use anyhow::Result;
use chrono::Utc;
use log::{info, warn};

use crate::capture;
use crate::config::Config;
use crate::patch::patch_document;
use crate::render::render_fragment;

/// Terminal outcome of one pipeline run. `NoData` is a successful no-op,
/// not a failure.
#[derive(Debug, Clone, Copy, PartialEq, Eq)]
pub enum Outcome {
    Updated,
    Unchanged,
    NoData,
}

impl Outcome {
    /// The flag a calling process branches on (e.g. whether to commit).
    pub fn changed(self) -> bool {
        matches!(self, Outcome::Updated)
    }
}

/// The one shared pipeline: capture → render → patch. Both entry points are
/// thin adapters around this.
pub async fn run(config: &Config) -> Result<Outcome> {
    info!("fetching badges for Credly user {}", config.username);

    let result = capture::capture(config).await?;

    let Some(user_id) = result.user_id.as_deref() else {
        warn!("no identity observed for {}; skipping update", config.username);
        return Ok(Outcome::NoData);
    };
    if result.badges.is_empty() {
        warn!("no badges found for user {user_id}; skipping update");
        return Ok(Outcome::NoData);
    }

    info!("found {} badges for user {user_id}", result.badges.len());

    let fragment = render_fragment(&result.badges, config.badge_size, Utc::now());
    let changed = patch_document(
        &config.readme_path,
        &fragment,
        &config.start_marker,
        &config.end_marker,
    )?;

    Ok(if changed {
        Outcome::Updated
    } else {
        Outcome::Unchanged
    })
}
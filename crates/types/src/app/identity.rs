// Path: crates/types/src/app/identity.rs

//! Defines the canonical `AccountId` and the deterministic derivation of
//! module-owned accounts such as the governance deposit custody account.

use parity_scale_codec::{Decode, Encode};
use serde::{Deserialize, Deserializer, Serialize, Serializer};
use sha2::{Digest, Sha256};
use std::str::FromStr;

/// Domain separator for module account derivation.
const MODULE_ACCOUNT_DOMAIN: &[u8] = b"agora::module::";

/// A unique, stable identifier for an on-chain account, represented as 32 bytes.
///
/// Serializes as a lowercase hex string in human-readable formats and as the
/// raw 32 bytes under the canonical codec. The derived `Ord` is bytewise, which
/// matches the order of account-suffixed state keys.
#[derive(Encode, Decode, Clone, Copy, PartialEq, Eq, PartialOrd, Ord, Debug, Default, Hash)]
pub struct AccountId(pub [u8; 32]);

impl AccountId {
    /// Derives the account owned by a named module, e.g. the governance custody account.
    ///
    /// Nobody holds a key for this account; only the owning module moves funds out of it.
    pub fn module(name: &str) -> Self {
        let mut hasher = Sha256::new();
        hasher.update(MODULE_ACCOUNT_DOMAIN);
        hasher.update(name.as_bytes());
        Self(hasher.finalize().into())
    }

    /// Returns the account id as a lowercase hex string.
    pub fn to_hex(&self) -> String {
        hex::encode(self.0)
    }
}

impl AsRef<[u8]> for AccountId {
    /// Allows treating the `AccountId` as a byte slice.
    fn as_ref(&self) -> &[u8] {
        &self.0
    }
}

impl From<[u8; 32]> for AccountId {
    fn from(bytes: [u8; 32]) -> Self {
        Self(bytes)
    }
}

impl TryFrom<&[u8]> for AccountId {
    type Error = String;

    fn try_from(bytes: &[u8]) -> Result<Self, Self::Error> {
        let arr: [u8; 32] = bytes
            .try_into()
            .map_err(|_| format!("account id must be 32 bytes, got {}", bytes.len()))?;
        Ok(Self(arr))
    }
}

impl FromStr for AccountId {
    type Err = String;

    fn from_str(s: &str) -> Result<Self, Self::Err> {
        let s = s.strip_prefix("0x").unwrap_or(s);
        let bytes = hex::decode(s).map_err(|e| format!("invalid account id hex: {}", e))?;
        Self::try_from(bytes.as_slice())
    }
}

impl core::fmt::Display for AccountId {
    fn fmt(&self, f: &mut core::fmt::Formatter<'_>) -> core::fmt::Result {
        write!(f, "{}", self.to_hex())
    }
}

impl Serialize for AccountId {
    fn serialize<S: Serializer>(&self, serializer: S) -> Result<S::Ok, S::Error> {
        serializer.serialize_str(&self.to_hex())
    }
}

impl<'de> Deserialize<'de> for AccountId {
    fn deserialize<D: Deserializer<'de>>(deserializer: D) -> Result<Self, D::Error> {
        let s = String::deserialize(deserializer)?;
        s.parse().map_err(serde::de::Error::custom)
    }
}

= = = =

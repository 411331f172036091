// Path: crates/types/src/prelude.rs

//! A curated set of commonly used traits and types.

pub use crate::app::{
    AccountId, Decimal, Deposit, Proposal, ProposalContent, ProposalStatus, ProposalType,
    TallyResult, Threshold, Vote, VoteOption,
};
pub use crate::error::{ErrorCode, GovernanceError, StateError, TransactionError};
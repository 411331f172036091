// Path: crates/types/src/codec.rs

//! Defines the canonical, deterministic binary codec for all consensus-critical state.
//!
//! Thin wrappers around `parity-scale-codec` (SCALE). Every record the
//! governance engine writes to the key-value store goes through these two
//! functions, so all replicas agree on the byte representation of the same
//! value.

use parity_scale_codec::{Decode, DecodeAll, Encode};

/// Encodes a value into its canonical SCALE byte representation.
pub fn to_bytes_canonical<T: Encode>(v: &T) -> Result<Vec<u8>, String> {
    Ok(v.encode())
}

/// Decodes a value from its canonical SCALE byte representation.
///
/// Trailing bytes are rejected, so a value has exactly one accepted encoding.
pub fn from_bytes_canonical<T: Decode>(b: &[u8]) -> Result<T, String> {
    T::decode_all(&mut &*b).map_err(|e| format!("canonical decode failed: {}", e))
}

= = = =

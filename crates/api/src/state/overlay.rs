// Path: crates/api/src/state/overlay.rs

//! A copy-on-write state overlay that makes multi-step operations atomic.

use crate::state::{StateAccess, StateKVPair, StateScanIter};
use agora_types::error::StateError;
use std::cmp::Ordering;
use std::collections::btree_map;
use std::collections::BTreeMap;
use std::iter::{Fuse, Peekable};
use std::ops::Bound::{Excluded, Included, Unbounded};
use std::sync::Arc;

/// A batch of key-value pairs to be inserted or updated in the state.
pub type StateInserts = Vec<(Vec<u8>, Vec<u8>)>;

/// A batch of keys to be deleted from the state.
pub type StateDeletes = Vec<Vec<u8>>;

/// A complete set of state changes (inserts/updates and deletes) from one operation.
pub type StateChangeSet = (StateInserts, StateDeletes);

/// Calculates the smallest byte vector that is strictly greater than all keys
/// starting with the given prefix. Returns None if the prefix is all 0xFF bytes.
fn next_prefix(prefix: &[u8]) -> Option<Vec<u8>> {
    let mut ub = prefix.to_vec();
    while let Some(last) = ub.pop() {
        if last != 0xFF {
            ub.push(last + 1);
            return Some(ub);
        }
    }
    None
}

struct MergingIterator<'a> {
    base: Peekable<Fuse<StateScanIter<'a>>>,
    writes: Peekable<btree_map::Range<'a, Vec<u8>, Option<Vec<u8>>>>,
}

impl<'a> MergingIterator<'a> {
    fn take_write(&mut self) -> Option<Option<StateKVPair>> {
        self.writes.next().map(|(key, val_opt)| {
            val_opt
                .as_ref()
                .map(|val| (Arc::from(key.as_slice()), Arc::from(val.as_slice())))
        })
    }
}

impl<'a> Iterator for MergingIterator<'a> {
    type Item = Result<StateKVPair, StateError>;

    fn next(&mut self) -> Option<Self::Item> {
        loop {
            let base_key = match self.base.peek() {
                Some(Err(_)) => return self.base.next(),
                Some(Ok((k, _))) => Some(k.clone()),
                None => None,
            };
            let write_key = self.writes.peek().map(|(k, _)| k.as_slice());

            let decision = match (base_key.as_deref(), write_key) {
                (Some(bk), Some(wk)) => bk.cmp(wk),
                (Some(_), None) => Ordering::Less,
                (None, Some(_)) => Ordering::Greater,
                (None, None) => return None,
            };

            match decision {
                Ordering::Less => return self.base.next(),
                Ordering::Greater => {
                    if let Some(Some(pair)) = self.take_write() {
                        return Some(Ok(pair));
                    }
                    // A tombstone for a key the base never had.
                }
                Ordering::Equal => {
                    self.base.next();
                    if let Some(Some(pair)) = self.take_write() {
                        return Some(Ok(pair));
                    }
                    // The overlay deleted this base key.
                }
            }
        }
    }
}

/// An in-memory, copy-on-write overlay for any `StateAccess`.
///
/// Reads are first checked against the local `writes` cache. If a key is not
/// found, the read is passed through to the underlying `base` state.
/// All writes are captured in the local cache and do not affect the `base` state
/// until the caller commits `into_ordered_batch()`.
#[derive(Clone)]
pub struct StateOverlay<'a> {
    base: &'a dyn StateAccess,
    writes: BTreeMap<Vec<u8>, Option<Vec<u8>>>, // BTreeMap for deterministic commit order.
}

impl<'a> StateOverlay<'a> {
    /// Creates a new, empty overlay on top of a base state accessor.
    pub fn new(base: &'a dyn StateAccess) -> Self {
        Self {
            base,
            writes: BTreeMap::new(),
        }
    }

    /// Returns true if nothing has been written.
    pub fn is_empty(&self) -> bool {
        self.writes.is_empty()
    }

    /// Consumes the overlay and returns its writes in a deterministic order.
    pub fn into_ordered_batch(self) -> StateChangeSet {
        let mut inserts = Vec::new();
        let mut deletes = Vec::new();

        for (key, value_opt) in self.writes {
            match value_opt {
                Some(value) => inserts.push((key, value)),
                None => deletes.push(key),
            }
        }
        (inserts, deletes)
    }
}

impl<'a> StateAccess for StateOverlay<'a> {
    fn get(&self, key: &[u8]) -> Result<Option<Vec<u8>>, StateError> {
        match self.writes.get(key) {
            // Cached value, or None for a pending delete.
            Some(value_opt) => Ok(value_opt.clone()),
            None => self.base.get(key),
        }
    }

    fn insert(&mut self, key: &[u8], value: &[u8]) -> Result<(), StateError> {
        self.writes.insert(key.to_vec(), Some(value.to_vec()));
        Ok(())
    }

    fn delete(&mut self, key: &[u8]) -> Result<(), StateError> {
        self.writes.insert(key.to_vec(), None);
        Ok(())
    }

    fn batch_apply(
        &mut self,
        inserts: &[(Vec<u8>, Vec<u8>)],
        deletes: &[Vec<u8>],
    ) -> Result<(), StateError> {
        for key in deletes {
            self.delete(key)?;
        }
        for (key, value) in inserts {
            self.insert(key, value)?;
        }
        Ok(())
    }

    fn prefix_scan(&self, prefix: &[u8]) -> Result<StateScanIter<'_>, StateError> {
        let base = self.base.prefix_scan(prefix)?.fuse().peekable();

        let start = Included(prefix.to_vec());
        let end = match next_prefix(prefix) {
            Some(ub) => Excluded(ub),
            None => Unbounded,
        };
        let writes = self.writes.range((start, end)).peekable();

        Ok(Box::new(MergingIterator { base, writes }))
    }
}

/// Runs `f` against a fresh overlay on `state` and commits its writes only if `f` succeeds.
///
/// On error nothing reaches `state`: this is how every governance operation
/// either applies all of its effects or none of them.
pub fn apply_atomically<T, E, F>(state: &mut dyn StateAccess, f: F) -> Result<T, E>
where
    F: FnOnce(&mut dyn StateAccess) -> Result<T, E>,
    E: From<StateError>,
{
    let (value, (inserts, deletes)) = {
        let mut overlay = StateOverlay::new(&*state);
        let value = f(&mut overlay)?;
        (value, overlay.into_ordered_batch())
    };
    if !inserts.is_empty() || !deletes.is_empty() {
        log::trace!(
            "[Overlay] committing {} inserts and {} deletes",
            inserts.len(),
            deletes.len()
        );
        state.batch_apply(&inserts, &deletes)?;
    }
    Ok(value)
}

= = = =

◆ **Your goal**:
Please copy, exactly and with nothing else, the lines above beginning at the line that has "deposit custody account." and ending with the line that has "formats and as the".

◆ **Result below**:
//! module-owned accounts such as the governance deposit custody account.

use parity_scale_codec::{Decode, Encode};
use serde::{Deserialize, Deserializer, Serialize, Serializer};
use sha2::{Digest, Sha256};
use std::str::FromStr;

/// Domain separator for module account derivation.
const MODULE_ACCOUNT_DOMAIN: &[u8] = b"agora::module::";

/// A unique, stable identifier for an on-chain account, represented as 32 bytes.
///
/// Serializes as a lowercase hex string in human-readable formats and as the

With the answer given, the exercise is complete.